But the market is still getting farmed in one of the most obvious ways possible.
Settlement manipulation on short-term markets (especially BTC 5min) is still wide open.
If you’re actually trading these markets, you’ve seen it:
- Traders build large positions
- Then move BTC (usually via Binance) in the final seconds
- Settlement follows that move
- They cash out, liquidity providers get run over
This isn’t edge-case behavior, it’s consistent and repeatable.
And at this point, more money has been made by manipulators running this play than by actual traders providing real liquidity.
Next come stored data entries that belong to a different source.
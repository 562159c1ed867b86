pub mod learning_rate;
pub mod plateau;
pub mod sgd;

pub use learning_rate::LearningRate;
pub use plateau::LossPlateau;
pub use sgd::Sgd;
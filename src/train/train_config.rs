use std::path::PathBuf;
use std::sync::mpsc;
use std::sync::{Arc, atomic::AtomicBool};
use crate::network::checkpoint::CheckpointFormat;
use crate::train::epoch_stats::EpochStats;

/// Where `train_loop` writes a checkpoint after every epoch.
#[derive(Debug, Clone, PartialEq, Eq)]
pub struct CheckpointTarget {
    pub path: PathBuf,
    pub format: CheckpointFormat,
}

/// Configuration for a `train_loop` run.
///
/// # Fields
/// - `epochs`      — total number of full passes over the training data
/// - `apply_every` — accumulated gradients are applied after this many
///                   samples, and always at the end of an epoch
/// - `decay_on_plateau` — divide the learning rate whenever an epoch's total
///                   loss is not lower than the best epoch so far
/// - `checkpoint`  — optional file written after every epoch
/// - `progress_tx` — optional channel sender; one `EpochStats` is sent per
///                   completed epoch.  If the receiver is dropped the loop
///                   terminates early.
/// - `stop_flag`   — optional atomic flag; when set to `true` from another
///                   thread the loop terminates after the current epoch.
pub struct TrainConfig {
    pub epochs: usize,
    pub apply_every: usize,
    pub decay_on_plateau: bool,
    pub checkpoint: Option<CheckpointTarget>,
    pub progress_tx: Option<mpsc::Sender<EpochStats>>,
    pub stop_flag: Option<Arc<AtomicBool>>,
}

impl TrainConfig {
    /// Creates a `TrainConfig` with plateau decay on, and no checkpoint,
    /// progress channel or stop flag.
    pub fn new(epochs: usize, apply_every: usize) -> Self {
        TrainConfig {
            epochs,
            apply_every,
            decay_on_plateau: true,
            checkpoint: None,
            progress_tx: None,
            stop_flag: None,
        }
    }

    pub fn with_checkpoint(mut self, path: impl Into<PathBuf>, format: CheckpointFormat) -> Self {
        self.checkpoint = Some(CheckpointTarget { path: path.into(), format });
        self
    }
}
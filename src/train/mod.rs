pub mod epoch_stats;
pub mod train_config;
pub mod loop_fn;

pub use epoch_stats::EpochStats;
pub use train_config::{CheckpointTarget, TrainConfig};
pub use loop_fn::{evaluate, train_loop};
//! The presentation surface the controller writes to.
//!
//! A surface is a table with one header row and addressable body cells,
//! plus a loading indicator and a place to post notices. Front ends own a
//! surface and draw it; the controller never reads from one.

use serde::Serialize;

/// One addressable body cell.
#[derive(Debug, Clone, PartialEq, Eq, Serialize)]
pub struct TableCell {
    /// Rendered cell id, `<slug>-<index>`.
    pub id: String,
    /// Text currently displayed.
    pub text: String,
}

/// The board as drawn: a header row and rows of body cells.
#[derive(Debug, Clone, Default, PartialEq, Eq, Serialize)]
pub struct Table {
    pub header: Vec<String>,
    pub rows: Vec<Vec<TableCell>>,
}

impl Table {
    /// Number of columns, taken from the header row.
    pub fn width(&self) -> usize {
        self.header.len()
    }

    /// All body cells, row by row.
    pub fn body_cells(&self) -> impl Iterator<Item = &TableCell> {
        self.rows.iter().flatten()
    }

    pub fn cell(&self, id: &str) -> Option<&TableCell> {
        self.body_cells().find(|c| c.id == id)
    }

    pub fn cell_mut(&mut self, id: &str) -> Option<&mut TableCell> {
        self.rows.iter_mut().flatten().find(|c| c.id == id)
    }

    /// Cell at a row/column position.
    pub fn cell_at(&self, row: usize, col: usize) -> Option<&TableCell> {
        self.rows.get(row).and_then(|r| r.get(col))
    }
}

/// State of the loading indicator and the start control's label.
#[derive(Debug, Clone, PartialEq, Eq, Default, Serialize)]
pub struct LoadingView {
    pub visible: bool,
    pub label: String,
}

/// Something the controller can render a board onto.
pub trait Surface {
    /// Throw away the current table and show `table` instead.
    fn replace_table(&mut self, table: Table);

    /// Change the text of one body cell. Returns false if no cell has that id.
    fn set_cell_text(&mut self, cell_id: &str, text: &str) -> bool;

    /// Update the loading indicator and start-control label.
    fn set_loading(&mut self, loading: LoadingView);

    /// Show a user-visible notice.
    fn notify(&mut self, notice: &str);
}

/// In-memory surface. Front ends draw from it; tests inspect it.
#[derive(Debug, Clone, Default)]
pub struct MemorySurface {
    table: Option<Table>,
    loading: LoadingView,
    notices: Vec<String>,
    renders: usize,
    cell_writes: usize,
}

impl MemorySurface {
    pub fn new() -> Self {
        Self::default()
    }

    /// Create a surface whose start control shows `label` before the first game.
    pub fn with_label(label: impl Into<String>) -> Self {
        Self {
            loading: LoadingView {
                visible: false,
                label: label.into(),
            },
            ..Self::default()
        }
    }

    /// The rendered table, if a board has been rendered.
    pub fn table(&self) -> Option<&Table> {
        self.table.as_ref()
    }

    pub fn loading(&self) -> &LoadingView {
        &self.loading
    }

    pub fn is_loading(&self) -> bool {
        self.loading.visible
    }

    pub fn notices(&self) -> &[String] {
        &self.notices
    }

    pub fn last_notice(&self) -> Option<&str> {
        self.notices.last().map(String::as_str)
    }

    /// Text of a body cell.
    pub fn cell_text(&self, cell_id: &str) -> Option<&str> {
        self.table
            .as_ref()
            .and_then(|t| t.cell(cell_id))
            .map(|c| c.text.as_str())
    }

    /// How many times a table has been rendered.
    pub fn render_count(&self) -> usize {
        self.renders
    }

    /// How many individual cell updates have been applied.
    pub fn cell_write_count(&self) -> usize {
        self.cell_writes
    }
}

impl Surface for MemorySurface {
    fn replace_table(&mut self, table: Table) {
        self.table = Some(table);
        self.renders += 1;
    }

    fn set_cell_text(&mut self, cell_id: &str, text: &str) -> bool {
        let Some(cell) = self.table.as_mut().and_then(|t| t.cell_mut(cell_id)) else {
            return false;
        };
        cell.text = text.to_string();
        self.cell_writes += 1;
        true
    }

    fn set_loading(&mut self, loading: LoadingView) {
        self.loading = loading;
    }

    fn notify(&mut self, notice: &str) {
        self.notices.push(notice.to_string());
    }
}

#[cfg(test)]
mod tests {
    use super::*;

    fn small_table() -> Table {
        Table {
            header: vec!["Science".into(), "Sports".into()],
            rows: vec![vec![
                TableCell {
                    id: "science-0".into(),
                    text: "?".into(),
                },
                TableCell {
                    id: "sports-0".into(),
                    text: "?".into(),
                },
            ]],
        }
    }

    #[test]
    fn test_table_lookup() {
        let table = small_table();
        assert_eq!(table.width(), 2);
        assert_eq!(table.body_cells().count(), 2);
        assert_eq!(table.cell_at(0, 1).unwrap().id, "sports-0");
        assert!(table.cell("history-0").is_none());
        assert!(table.cell_at(1, 0).is_none());
    }

    #[test]
    fn test_memory_surface_writes() {
        let mut surface = MemorySurface::with_label("Start");
        assert!(!surface.set_cell_text("science-0", "x"));
        assert_eq!(surface.loading().label, "Start");

        surface.replace_table(small_table());
        assert!(surface.set_cell_text("science-0", "What is H2O?"));
        assert!(!surface.set_cell_text("history-0", "x"));

        assert_eq!(surface.cell_text("science-0"), Some("What is H2O?"));
        assert_eq!(surface.cell_text("sports-0"), Some("?"));
        assert_eq!(surface.render_count(), 1);
        assert_eq!(surface.cell_write_count(), 1);
    }

    #[test]
    fn test_memory_surface_replace_clears() {
        let mut surface = MemorySurface::new();
        surface.replace_table(small_table());
        surface.set_cell_text("science-0", "revealed");

        surface.replace_table(small_table());
        assert_eq!(surface.cell_text("science-0"), Some("?"));
        assert_eq!(surface.render_count(), 2);
    }
}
They are extracting well above 50k a day in btc 5min alone.
The result:
- Liquidity disappears near settlement
- Serious market makers turn off during these windows
- Retail sees random last-second flips and loses trust
- Market quality degrades
Weekends and low-liquidity periods are especially bad, sometimes borderline untradeable.
One important point here:
Polymarket already uses Chainlink for settlement, which aggregates multiple price feeds.
But in practice, that aggregation is still heavily dominated by Binance, and Binance leads most venues. If you can move Binance a few bips at the right moment, the rest follows. That’s exactly what’s being exploited.
So while the oracle design sounds robust in theory, in reality it’s still very gameable in short time windows.
To be clear: this is a hard problem.
But it’s also a very visible one, and there’s been little real acknowledgment or discussion around it.
There are ways to mitigate it:
- Investigate and ban clearly linked manipulation clusters (many are trackable on-chain)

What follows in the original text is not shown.